“I believe the choice to become a mother is the choice to become one of the greatest spiritual teachers there is.” —Oprah Winfrey
The moment I found out I was expecting my second child, my life changed. From my first experience (16 years ago); I knew nothing was going to be the same ever again.
So with the run up to the ‘big day’, I’ve been thinking about motherhood and to sum it up I came to the conclusion that it is a sacrifice.
That sounds negative doesn’t it?
But it isn’t… what is the definition of sacrifice? It is when you give up a valuable thing to something much more worthy or important.
motherhood versus career…
It’s the dual dilemma that sets the period for the typical battle so many women in this century have compensated, mainly against themselves. While most people no longer have issues with women who pursuit a career, a career doesn’t release women of what many still perceive as women’s “duties” to take care of their home and bring up children. Let’s face it – most millennial women believe that having a child will interrupt their career progression. For those executives who have children, their maternity leave is filled with thoughts of “who will take care of my baby” and “why don’t I just quit my job?” Tough decisions come with motherhood!
There are so many things wrong with these perceptions that it’s hard to know where to begin.
Most importantly, being a mother is a choice…
The truth is that the minute a woman gets pregnant she gives up her body, her sleep, her time, her peace of mind and in some cases, namely mine… her sanity(!)
For many women, becoming a mother is one of life’s goals. Since childhood Practicing on dolls, and even family pets. We all know that some women are not prepared for motherhood – this could be due to natural or social reasons – while others simply decide that being a mother is not for them. Some women finish their education first then start having a family, and some (you would think) figured it all out because they take the time off work to have children and walk right back in to their careers. But even that she will be putting her children in a day-care or will be accepting part time job to spend more time with her child.

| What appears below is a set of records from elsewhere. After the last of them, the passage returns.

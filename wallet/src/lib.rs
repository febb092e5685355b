//! Wallet query adapter for stakewatch.
//!
//! Talks to a locally running Verus wallet daemon through its command-line
//! client and turns the JSON it prints into the typed shapes from
//! `stakewatch-types`:
//! - [`ProcessLocator`] finds the daemon process and its working directory
//! - [`VerusCli`] runs `getwalletinfo` / `listtransactions` next to it
//! - [`WalletQuery`] is the seam the reconciliation engine depends on

pub mod cli;
pub mod error;
pub mod process;
pub mod query;

pub use cli::{VerusCli, DEFAULT_CLI_NAME, DEFAULT_PROCESS_NAME};
pub use error::WalletError;
pub use process::{ProcessLocator, RunningProcess};
pub use query::WalletQuery;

Yes, some might argue the fact that women have moved forward from the days when a woman’s place was in the kitchen, and can never be ‘equal‘ to a man in terms of her career if she chooses to have children. For example, the mother is the one who takes ‘maternity leave’, ‘sick days’ when the children are ill, must start work later or leave earlier because she needs to drop off or pick up her children from day-care and still be awake late at night to cook for the next day meal. Therefore, how can a mother grow in her career and manage both equally!
My answer to that is; Yes, I agree to all the above, but also I believe if a woman chooses to be a mother, she should appreciate each and every step of this journey just as enjoying each phase in her life (learning to drive, studying, getting fit, climbing the ladder of her career…etc) which required lots of pain, devoting long hours and stress. Hence, women should not feel guilty or bad when missing few years of their career lives as they are working towards a greater purpose in life – raising a great leader and a human-being to be an affective person in his/her community.

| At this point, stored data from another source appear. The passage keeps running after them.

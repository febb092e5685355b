use thiserror::Error;

#[derive(Debug, Error)]
pub enum FileStoreError {
    #[error("I/O error on {path}: {source}")]
    Io {
        path: String,
        #[source]
        source: std::io::Error,
    },

    #[error("serialization error: {0}")]
    Serialization(String),
}

impl From<FileStoreError> for stakewatch_store::StoreError {
    fn from(e: FileStoreError) -> Self {
        match e {
            FileStoreError::Serialization(msg) => stakewatch_store::StoreError::Serialization(msg),
            other => stakewatch_store::StoreError::Backend(other.to_string()),
        }
    }
}
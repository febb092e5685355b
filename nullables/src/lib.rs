//! In-memory stand-ins for the checker's collaborators.
//!
//! [`NullWallet`] answers `getwalletinfo` / `listtransactions` from a
//! scripted history, [`NullNotifier`] records deliveries and can be told to
//! reject specific stakes, and [`NullCheckpointStore`] keeps the checkpoint
//! in memory. None of them spawn processes, open sockets or write files, so
//! whole polling cycles run deterministically inside a unit test.

pub mod notifier;
pub mod store;
pub mod wallet;

pub use notifier::NullNotifier;
pub use store::NullCheckpointStore;
pub use wallet::{mint, non_stake, NullWallet};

The emotion that devastates many moms is guilt. But if you concentrate on what you value and make choices about how you want to live those values, you can let go of guilt. I don’t feel guilty when I leave work at 5pm because I don’t value working all hours of the day and night. I value doing work that matters and I measure myself accordingly. I don’t feel guilty I don’t spend every possible minute with my kids because I know that my goal of raising kids who are happy, and smart doesn’t rest on the quantity of time I spend with them.

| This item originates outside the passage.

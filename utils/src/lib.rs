//! Shared utilities for stakewatch.

pub mod logging;

pub use logging::{build_dispatch, LogFormat, LogTarget, LoggingError};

In summary, motherhood is a choice and when you choose to be a mother you should live in the moment. Don’t be in such a hurry to jump to the next level , treasure every moment in your child’s stage cause it won’t come back again. Accomplishments are important. Progress is vital. I know that when I take the time to cherish the “doing” in my life, I feel more joy. And it’s an ongoing part of my personal progression to learn to enjoy the processes involved in progression more and more.
So, yes, it is possible to have a great career and a great family and not feel guilty. I do and I promise you can too.